[Exercise description]:
What is needed is an exact copy of all the lines below.

[Dataset content]:
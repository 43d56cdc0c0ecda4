//! # gantry-token-auth-memory
//!
//! In-memory storage backend for `gantry-token-auth`.
//!
//! Implements [`MembershipStore`] over plain in-process state. Intended for
//! tests and development; production deployments implement the storage
//! traits over the host application's database.
//!
//! Transactions take the store-wide lock for their whole lifetime, so
//! logins serialize. Rollback restores a snapshot taken at `begin`, which
//! gives the same no-partial-state guarantee a database transaction does.

use std::collections::HashSet;
use std::sync::Arc;

use async_trait::async_trait;
use tokio::sync::{Mutex, OwnedMutexGuard};
use uuid::Uuid;

use gantry_token_auth::store::{
    IdentityLink, LocalUser, Membership, MembershipStore, Role, StorageError, StoreTx,
};

#[derive(Debug, Clone, Default)]
struct State {
    users: Vec<LocalUser>,
    links: Vec<IdentityLink>,
    projects: HashSet<i64>,
    roles: Vec<Role>,
    memberships: Vec<Membership>,
}

/// In-memory [`MembershipStore`] implementation.
#[derive(Clone, Default)]
pub struct MemoryStore {
    state: Arc<Mutex<State>>,
}

impl MemoryStore {
    /// Creates an empty store.
    #[must_use]
    pub fn new() -> Self {
        Self::default()
    }

    /// Seeds a host-owned project. The plugin never creates projects, so
    /// tests register them up front.
    pub async fn add_project(&self, project_id: i64) {
        self.state.lock().await.projects.insert(project_id);
    }

    /// Returns the number of stored users.
    pub async fn user_count(&self) -> usize {
        self.state.lock().await.users.len()
    }

    /// Returns the number of stored identity links.
    pub async fn link_count(&self) -> usize {
        self.state.lock().await.links.len()
    }

    /// Returns the number of stored memberships.
    pub async fn membership_count(&self) -> usize {
        self.state.lock().await.memberships.len()
    }

    /// Returns the number of stored roles.
    pub async fn role_count(&self) -> usize {
        self.state.lock().await.roles.len()
    }

    /// Looks up a membership outside any transaction.
    pub async fn membership(&self, user_id: Uuid, project_id: i64) -> Option<Membership> {
        self.state
            .lock()
            .await
            .memberships
            .iter()
            .find(|m| m.user_id == user_id && m.project_id == project_id)
            .cloned()
    }

    /// Looks up a role by id outside any transaction.
    pub async fn role(&self, role_id: Uuid) -> Option<Role> {
        self.state
            .lock()
            .await
            .roles
            .iter()
            .find(|r| r.id == role_id)
            .cloned()
    }

    /// Inserts a user directly, bypassing transaction bookkeeping. Test
    /// setup helper for pre-existing local accounts.
    pub async fn seed_user(&self, user: LocalUser) {
        self.state.lock().await.users.push(user);
    }
}

#[async_trait]
impl MembershipStore for MemoryStore {
    async fn begin(&self) -> Result<Box<dyn StoreTx>, StorageError> {
        let guard = Arc::clone(&self.state).lock_owned().await;
        let snapshot = guard.clone();
        tracing::trace!(
            users = snapshot.users.len(),
            memberships = snapshot.memberships.len(),
            "Opened in-memory transaction"
        );
        Ok(Box::new(MemoryTx { guard, snapshot }))
    }
}

/// One open transaction: exclusive access to the state plus a snapshot for
/// rollback.
struct MemoryTx {
    guard: OwnedMutexGuard<State>,
    snapshot: State,
}

#[async_trait]
impl StoreTx for MemoryTx {
    async fn find_user_by_link(
        &mut self,
        provider_key: &str,
        external_id: &str,
    ) -> Result<Option<LocalUser>, StorageError> {
        let user = self
            .guard
            .links
            .iter()
            .find(|l| l.matches(provider_key, external_id))
            .and_then(|l| self.guard.users.iter().find(|u| u.id == l.user_id))
            .cloned();
        Ok(user)
    }

    async fn find_user_by_email(
        &mut self,
        email: &str,
    ) -> Result<Option<LocalUser>, StorageError> {
        Ok(self
            .guard
            .users
            .iter()
            .find(|u| u.email == email)
            .cloned())
    }

    async fn username_taken(&mut self, username: &str) -> Result<bool, StorageError> {
        Ok(self.guard.users.iter().any(|u| u.username == username))
    }

    async fn create_user(&mut self, user: &LocalUser) -> Result<(), StorageError> {
        if self.guard.users.iter().any(|u| u.username == user.username) {
            return Err(StorageError::conflict(format!(
                "username '{}' already exists",
                user.username
            )));
        }
        if self.guard.users.iter().any(|u| u.email == user.email) {
            return Err(StorageError::conflict(format!(
                "email '{}' already exists",
                user.email
            )));
        }
        self.guard.users.push(user.clone());
        Ok(())
    }

    async fn create_link(&mut self, link: &IdentityLink) -> Result<(), StorageError> {
        if self
            .guard
            .links
            .iter()
            .any(|l| l.matches(&link.provider_key, &link.external_id))
        {
            return Err(StorageError::conflict(format!(
                "identity link ({}, {}) already exists",
                link.provider_key, link.external_id
            )));
        }
        self.guard.links.push(link.clone());
        Ok(())
    }

    async fn project_exists(&mut self, project_id: i64) -> Result<bool, StorageError> {
        Ok(self.guard.projects.contains(&project_id))
    }

    async fn get_or_create_role(
        &mut self,
        project_id: i64,
        name: &str,
    ) -> Result<Role, StorageError> {
        if let Some(role) = self
            .guard
            .roles
            .iter()
            .find(|r| r.project_id == project_id && r.name == name)
        {
            return Ok(role.clone());
        }

        let role = Role::new(project_id, name);
        self.guard.roles.push(role.clone());
        Ok(role)
    }

    async fn find_membership(
        &mut self,
        user_id: Uuid,
        project_id: i64,
    ) -> Result<Option<Membership>, StorageError> {
        Ok(self
            .guard
            .memberships
            .iter()
            .find(|m| m.user_id == user_id && m.project_id == project_id)
            .cloned())
    }

    async fn create_membership(&mut self, membership: &Membership) -> Result<(), StorageError> {
        if self
            .guard
            .memberships
            .iter()
            .any(|m| m.user_id == membership.user_id && m.project_id == membership.project_id)
        {
            return Err(StorageError::conflict(format!(
                "membership ({}, {}) already exists",
                membership.user_id, membership.project_id
            )));
        }
        self.guard.memberships.push(membership.clone());
        Ok(())
    }

    async fn grant_admin(&mut self, user_id: Uuid, project_id: i64) -> Result<(), StorageError> {
        let membership = self
            .guard
            .memberships
            .iter_mut()
            .find(|m| m.user_id == user_id && m.project_id == project_id)
            .ok_or_else(|| {
                StorageError::not_found(format!("membership ({user_id}, {project_id})"))
            })?;
        membership.is_admin = true;
        Ok(())
    }

    async fn commit(self: Box<Self>) -> Result<(), StorageError> {
        // Writes went to the live state; releasing the lock publishes them.
        drop(self.guard);
        Ok(())
    }

    async fn rollback(mut self: Box<Self>) -> Result<(), StorageError> {
        *self.guard = self.snapshot;
        Ok(())
    }
}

[Answer to the exercise]:
repository 43d56cdc0c0ecda4
//! # gantry-token-auth-memory
//!
//! In-memory storage backend for `gantry-token-auth`.
//!
//! Implements [`MembershipStore`] over plain in-process state. Intended for
//! tests and development; production deployments implement the storage
//! traits over the host application's database.
//!
//! Transactions take the store-wide lock for their whole lifetime, so
//! logins serialize. Rollback restores a snapshot taken at `begin`, which
//! gives the same no-partial-state guarantee a database transaction does.

use std::collections::HashSet;
use std::sync::Arc;

use async_trait::async_trait;
use tokio::sync::{Mutex, OwnedMutexGuard};
use uuid::Uuid;

use gantry_token_auth::store::{
    IdentityLink, LocalUser, Membership, MembershipStore, Role, StorageError, StoreTx,
};

#[derive(Debug, Clone, Default)]
struct State {
    users: Vec<LocalUser>,
    links: Vec<IdentityLink>,
    projects: HashSet<i64>,
    roles: Vec<Role>,
    memberships: Vec<Membership>,
}

/// In-memory [`MembershipStore`] implementation.
#[derive(Clone, Default)]
pub struct MemoryStore {
    state: Arc<Mutex<State>>,
}

impl MemoryStore {
    /// Creates an empty store.
    #[must_use]
    pub fn new() -> Self {
        Self::default()
    }

    /// Seeds a host-owned project. The plugin never creates projects, so
    /// tests register them up front.
    pub async fn add_project(&self, project_id: i64) {
        self.state.lock().await.projects.insert(project_id);
    }

    /// Returns the number of stored users.
    pub async fn user_count(&self) -> usize {
        self.state.lock().await.users.len()
    }

    /// Returns the number of stored identity links.
    pub async fn link_count(&self) -> usize {
        self.state.lock().await.links.len()
    }

    /// Returns the number of stored memberships.
    pub async fn membership_count(&self) -> usize {
        self.state.lock().await.memberships.len()
    }

    /// Returns the number of stored roles.
    pub async fn role_count(&self) -> usize {
        self.state.lock().await.roles.len()
    }

    /// Looks up a membership outside any transaction.
    pub async fn membership(&self, user_id: Uuid, project_id: i64) -> Option<Membership> {
        self.state
            .lock()
            .await
            .memberships
            .iter()
            .find(|m| m.user_id == user_id && m.project_id == project_id)
            .cloned()
    }

    /// Looks up a role by id outside any transaction.
    pub async fn role(&self, role_id: Uuid) -> Option<Role> {
        self.state
            .lock()
            .await
            .roles
            .iter()
            .find(|r| r.id == role_id)
            .cloned()
    }

    /// Inserts a user directly, bypassing transaction bookkeeping. Test
    /// setup helper for pre-existing local accounts.
    pub async fn seed_user(&self, user: LocalUser) {
        self.state.lock().await.users.push(user);
    }
}

#[async_trait]
impl MembershipStore for MemoryStore {
    async fn begin(&self) -> Result<Box<dyn StoreTx>, StorageError> {
        let guard = Arc::clone(&self.state).lock_owned().await;
        let snapshot = guard.clone();
        tracing::trace!(
            users = snapshot.users.len(),
            memberships = snapshot.memberships.len(),
            "Opened in-memory transaction"
        );
        Ok(Box::new(MemoryTx { guard, snapshot }))
    }
}

/// One open transaction: exclusive access to the state plus a snapshot for
/// rollback.
struct MemoryTx {
    guard: OwnedMutexGuard<State>,
    snapshot: State,
}

#[async_trait]
impl StoreTx for MemoryTx {
    async fn find_user_by_link(
        &mut self,
        provider_key: &str,
        external_id: &str,
    ) -> Result<Option<LocalUser>, StorageError> {
        let user = self
            .guard
            .links
            .iter()
            .find(|l| l.matches(provider_key, external_id))
            .and_then(|l| self.guard.users.iter().find(|u| u.id == l.user_id))
            .cloned();
        Ok(user)
    }

    async fn find_user_by_email(
        &mut self,
        email: &str,
    ) -> Result<Option<LocalUser>, StorageError> {
        Ok(self
            .guard
            .users
            .iter()
            .find(|u| u.email == email)
            .cloned())
    }

    async fn username_taken(&mut self, username: &str) -> Result<bool, StorageError> {
        Ok(self.guard.users.iter().any(|u| u.username == username))
    }

    async fn create_user(&mut self, user: &LocalUser) -> Result<(), StorageError> {
        if self.guard.users.iter().any(|u| u.username == user.username) {
            return Err(StorageError::conflict(format!(
                "username '{}' already exists",
                user.username
            )));
        }
        if self.guard.users.iter().any(|u| u.email == user.email) {
            return Err(StorageError::conflict(format!(
                "email '{}' already exists",
                user.email
            )));
        }
        self.guard.users.push(user.clone());
        Ok(())
    }

    async fn create_link(&mut self, link: &IdentityLink) -> Result<(), StorageError> {
        if self
            .guard
            .links
            .iter()
            .any(|l| l.matches(&link.provider_key, &link.external_id))
        {
            return Err(StorageError::conflict(format!(
                "identity link ({}, {}) already exists",
                link.provider_key, link.external_id
            )));
        }
        self.guard.links.push(link.clone());
        Ok(())
    }

    async fn project_exists(&mut self, project_id: i64) -> Result<bool, StorageError> {
        Ok(self.guard.projects.contains(&project_id))
    }

    async fn get_or_create_role(
        &mut self,
        project_id: i64,
        name: &str,
    ) -> Result<Role, StorageError> {
        if let Some(role) = self
            .guard
            .roles
            .iter()
            .find(|r| r.project_id == project_id && r.name == name)
        {
            return Ok(role.clone());
        }

        let role = Role::new(project_id, name);
        self.guard.roles.push(role.clone());
        Ok(role)
    }

    async fn find_membership(
        &mut self,
        user_id: Uuid,
        project_id: i64,
    ) -> Result<Option<Membership>, StorageError> {
        Ok(self
            .guard
            .memberships
            .iter()
            .find(|m| m.user_id == user_id && m.project_id == project_id)
            .cloned())
    }

    async fn create_membership(&mut self, membership: &Membership) -> Result<(), StorageError> {
        if self
            .guard
            .memberships
            .iter()
            .any(|m| m.user_id == membership.user_id && m.project_id == membership.project_id)
        {
            return Err(StorageError::conflict(format!(
                "membership ({}, {}) already exists",
                membership.user_id, membership.project_id
            )));
        }
        self.guard.memberships.push(membership.clone());
        Ok(())
    }

    async fn grant_admin(&mut self, user_id: Uuid, project_id: i64) -> Result<(), StorageError> {
        let membership = self
            .guard
            .memberships
            .iter_mut()
            .find(|m| m.user_id == user_id && m.project_id == project_id)
            .ok_or_else(|| {
                StorageError::not_found(format!("membership ({user_id}, {project_id})"))
            })?;
        membership.is_admin = true;
        Ok(())
    }

    async fn commit(self: Box<Self>) -> Result<(), StorageError> {
        // Writes went to the live state; releasing the lock publishes them.
        drop(self.guard);
        Ok(())
    }

    async fn rollback(mut self: Box<Self>) -> Result<(), StorageError> {
        *self.guard = self.snapshot;
        Ok(())
    }
}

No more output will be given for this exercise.